While the jury is out on Wall Street as to the relative profitability of the insurance industry today, and millions of Americans have fewer choices today because insurers are exiting the market, President Trump is calling on Congress to rein in healthcare spending. The question is, where else should Congress be looking to find waste, fraud, and abuse in the system, beyond just insurers?

The answer lies in the opaque world of medical pricing controlled by hospitals. Economic research shows that consolidation among hospitals and health systems has given providers unprecedented market power to set prices above competitive levels. Where a regional market in years past might have supported multiple hospitals vying for patients and insurer contracts, today a handful of mega-systems dominate most local markets and can demand outsized payment rates.

Obviously, hospitals set the prices for their services, and when hospitals face little competition, their leverage increases dramatically. Meanwhile, America’s non-profit hospitals are failing to act like charities, despite their tax designation. They are still charging exorbitant amounts for routine procedures, raking in millions in donations, speculating on real estate, paying lobbyists, and giving back very little in charity care.

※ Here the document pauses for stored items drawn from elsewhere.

//! Flick CLI
//!
//! Replay recorded or hand-written gesture scenarios against a carousel on
//! the headless host, printing every notification with its virtual timestamp.

use anyhow::{Context, Result};
use clap::{Parser, Subcommand};
use flick_carousel::headless::mount;
use flick_carousel::{Carousel, CarouselEventKind};
use flick_platform::headless::HeadlessHost;
use flick_platform::Size;
use std::path::{Path, PathBuf};
use tracing::{debug, info};
use tracing_subscriber::{fmt, prelude::*, EnvFilter};

mod scenario;

use scenario::{Action, Scenario};

#[derive(Parser)]
#[command(name = "flick")]
#[command(version = env!("CARGO_PKG_VERSION"))]
#[command(about = "Replay gesture scenarios against a paged carousel", long_about = None)]
struct Cli {
    /// Enable verbose output
    #[arg(short, long, global = true)]
    verbose: bool,

    #[command(subcommand)]
    command: Commands,
}

#[derive(Subcommand)]
enum Commands {
    /// Run a scenario and print the notifications it produces
    Replay {
        /// Scenario file (TOML)
        scenario: PathBuf,

        /// Leave out per-frame change notifications
        #[arg(long)]
        hide_changes: bool,
    },

    /// Validate a scenario file without running it
    Check {
        /// Scenario file (TOML)
        scenario: PathBuf,
    },
}

fn main() -> Result<()> {
    let cli = Cli::parse();

    // Initialize logging
    let filter = if cli.verbose {
        EnvFilter::new("debug")
    } else {
        EnvFilter::try_from_default_env().unwrap_or_else(|_| EnvFilter::new("info"))
    };

    tracing_subscriber::registry()
        .with(fmt::layer().with_writer(std::io::stderr))
        .with(filter)
        .init();

    match cli.command {
        Commands::Replay {
            scenario,
            hide_changes,
        } => cmd_replay(&scenario, hide_changes),
        Commands::Check { scenario } => cmd_check(&scenario),
    }
}

fn cmd_check(path: &Path) -> Result<()> {
    let scenario = Scenario::load(path)?;

    info!(
        "{}: {} steps over {:.1}ms, container {}x{}, strip {}x{}",
        path.display(),
        scenario.steps.len(),
        scenario.duration(),
        scenario.layout.container[0],
        scenario.layout.container[1],
        scenario.layout.inner[0],
        scenario.layout.inner[1],
    );
    println!("{}: ok", path.display());
    Ok(())
}

fn cmd_replay(path: &Path, hide_changes: bool) -> Result<()> {
    let scenario = Scenario::load(path)?;
    info!("Replaying {}", path.display());

    let mut carousel = mount(
        scenario.layout.container_size(),
        scenario.layout.inner_size(),
        scenario.carousel.clone(),
    )
    .with_context(|| format!("Failed to mount carousel for {}", path.display()))?;

    info!(
        "{} pages of {}px, starting on page {}",
        carousel.page_count(),
        carousel.extent(),
        carousel.index()
    );

    let clock = carousel.host().clock();
    for kind in [
        CarouselEventKind::Change,
        CarouselEventKind::Page,
        CarouselEventKind::Complete,
        CarouselEventKind::Tap,
        CarouselEventKind::DoubleTap,
    ] {
        if hide_changes && kind == CarouselEventKind::Change {
            continue;
        }
        let clock = clock.clone();
        carousel.on(kind, move |event| println!("{:>9.1}ms  {}", clock.now(), event));
    }

    for step in &scenario.steps {
        carousel.pump(step.at);
        debug!("{:>9.1}ms  > {:?}", step.at, step.action);
        apply(&mut carousel, &step.action)?;
    }

    let end = match scenario.settle_ms {
        Some(ms) => {
            carousel.pump_for(ms);
            carousel.now()
        }
        None => carousel.settle(),
    };

    info!(
        "Finished at {:.1}ms on page {} (position {:.1}) after {} frames",
        end,
        carousel.index(),
        carousel.position(),
        carousel.frames_run()
    );
    Ok(())
}

fn apply(carousel: &mut Carousel<HeadlessHost>, action: &Action) -> Result<()> {
    if let Some((source, phase, point)) = action.pointer() {
        carousel.pointer(source, phase, point, None);
        return Ok(());
    }
    match *action {
        Action::Resize { container, inner } => carousel
            .resize(
                Size::new(container[0], container[1]),
                Size::new(inner[0], inner[1]),
            )
            .context("Resize step failed")?,
        Action::AnimateTo { index } => carousel.animate_to(index),
        Action::JumpTo { index } => carousel.jump_to(index),
        _ => {}
    }
    Ok(())
}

Nearly half of the American hospitals are non-profit entities, which makes them legally charities, and which shields them from paying federal, state, and local taxes. Instead of giving back to the community, however, many non-profit hospitals are raking in far more money in tax breaks than they give back to the community.

Nationally, nearly 80% of nonprofit hospitals spend less on community benefits than the value of their tax breaks, creating what researchers call a $25.7 billion “fair share deficit.” Additionally, for every $100 of incurred expenses, non-profit hospitals spent just $2.30 on charity care. By comparison, for-profit hospitals spent $3.80—a 65% increase.

Despite this failure to give back hospital prices have increased by more than 250% since the year 2000, outpacing inflation three times over. In other words, these “non-profit” hospitals aren’t even using their tax breaks to charge, let’s say, $350 for a routine diagnostic colonoscopy, they’re still charging $19,333.71.

Today, hospital care accounts for roughly one-third of all U.S. healthcare spending and hospital prices have been the primary driver of cost growth over the past two decades. Since the mid-1990s, thousands of hospital mergers have left most metropolitan areas dominated by one or two health systems. Economic studies consistently show that when hospitals consolidate, prices for commercially insured patients rise often by up to 15 percent with no corresponding improvement in quality or outcomes.

Estimates from economists and federal watchdogs routinely place wasteful healthcare spending in the hundreds of billions of dollars annually with hospitals accounting for a substantial share through unnecessary admissions, duplicative testing, inflated facility fees, and aggressive billing practices.

The reality is that healthcare in America is often priced far above competitive levels and policies to promote competition and enhance price transparency are essential for slowing the relentless rise of healthcare spending that burdens families, employers, and all taxpayers.

To fulfill the President’s mandate to Congress on healthcare costs, Congress must examine the price-setters as well as the bill-payers. While insurance premiums have climbed sharply for consumers, working to reduce premiums without tackling underlying input prices from hospitals is putting the cart before the horse.

All actors in the healthcare space deserve scrutiny for the role they have played in elevated costs, but the regulatory action should follow the logical sequence of healthcare pricing chain. If we truly want affordable healthcare, we must look at the entities that set the prices in the first place, and in many parts of this country today, it’s the hospital systems operating with monopoly power.

Dave Brat is a PhD economist and former U.S. congressman, having represented the 7th Congressional District of Virginia from 2014 to 2019.